*Action item*. Reproduce the listing below verbatim.
─── Dataset entries ───
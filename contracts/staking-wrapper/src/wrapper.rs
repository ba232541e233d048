//! Staking Wrapper
//!
//! The wrapped token and every entry point of the reward ledger.
//!
//! ## Operations
//!
//! - **deposit_principal / stake_deposit_tokens**: wrap and mint
//! - **withdraw / withdraw_and_unwrap**: burn and return the underlying
//! - **transfer**: move wrapped tokens between accounts
//! - **checkpoint / claim / claim_and_forward / claim_treasury**: settle
//!   and pay out rewards
//! - **register / invalidate / set_protocol_fee / pause**: administration

use staked_collateral_common::{
    access_control,
    constants::{fees::MAX_PROTOCOL_FEE, rewards::{CRV_INDEX, CVX_INDEX}},
    is_zero_address, math, non_reentrant,
    require_operation,
    validation::{require_nonzero_address, require_positive, require_sufficient},
    with_savepoint, AccessControlState, Address, Amount, BTreeMap, EarnedReward, EventLog, LedgerError,
    LedgerEvent, LedgerResult, Operation, ReentrancyGuard, Role, SlotIndex, StakingPoolInfo, Vec, ZERO_ADDRESS,
};

use crate::checkpoint::{run_checkpoint, CheckpointContext, CheckpointRequest, CheckpointResult};
use crate::config::WrapperConfig;
use crate::ledger;
use crate::registry::{self, Registration, RewardRegistry, RewardSlot};
use crate::stake::total_stake;
use crate::WrapperHost;

/// Wrapped staking position with its reward ledger
#[derive(Debug, Clone, PartialEq, Eq)]
pub struct StakingWrapper {
    /// Static configuration
    pub config: WrapperConfig,
    /// Roles and pause flag
    pub access: AccessControlState,
    registry: RewardRegistry,
    balances: BTreeMap<Address, Amount>,
    total_supply: Amount,
    protocol_fee: u128,
    redirects: BTreeMap<Address, Address>,
    pool_info: Option<StakingPoolInfo>,
    pub(crate) guard: ReentrancyGuard,
    events: EventLog,
}

fn guard_of(wrapper: &mut StakingWrapper) -> &mut ReentrancyGuard {
    &mut wrapper.guard
}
───
*Response*.
filename contracts/staking-wrapper/src/wrapper.rs
repository ba232541e233d048
//! Staking Wrapper
//!
//! The wrapped token and every entry point of the reward ledger.
//!
//! ## Operations
//!
//! - **deposit_principal / stake_deposit_tokens**: wrap and mint
//! - **withdraw / withdraw_and_unwrap**: burn and return the underlying
//! - **transfer**: move wrapped tokens between accounts
//! - **checkpoint / claim / claim_and_forward / claim_treasury**: settle
//!   and pay out rewards
//! - **register / invalidate / set_protocol_fee / pause**: administration

use staked_collateral_common::{
    access_control,
    constants::{fees::MAX_PROTOCOL_FEE, rewards::{CRV_INDEX, CVX_INDEX}},
    is_zero_address, math, non_reentrant,
    require_operation,
    validation::{require_nonzero_address, require_positive, require_sufficient},
    with_savepoint, AccessControlState, Address, Amount, BTreeMap, EarnedReward, EventLog, LedgerError,
    LedgerEvent, LedgerResult, Operation, ReentrancyGuard, Role, SlotIndex, StakingPoolInfo, Vec, ZERO_ADDRESS,
};

use crate::checkpoint::{run_checkpoint, CheckpointContext, CheckpointRequest, CheckpointResult};
use crate::config::WrapperConfig;
use crate::ledger;
use crate::registry::{self, Registration, RewardRegistry, RewardSlot};
use crate::stake::total_stake;
use crate::WrapperHost;

/// Wrapped staking position with its reward ledger
#[derive(Debug, Clone, PartialEq, Eq)]
pub struct StakingWrapper {
    /// Static configuration
    pub config: WrapperConfig,
    /// Roles and pause flag
    pub access: AccessControlState,
    registry: RewardRegistry,
    balances: BTreeMap<Address, Amount>,
    total_supply: Amount,
    protocol_fee: u128,
    redirects: BTreeMap<Address, Address>,
    pool_info: Option<StakingPoolInfo>,
    pub(crate) guard: ReentrancyGuard,
    events: EventLog,
}

fn guard_of(wrapper: &mut StakingWrapper) -> &mut ReentrancyGuard {
    &mut wrapper.guard
}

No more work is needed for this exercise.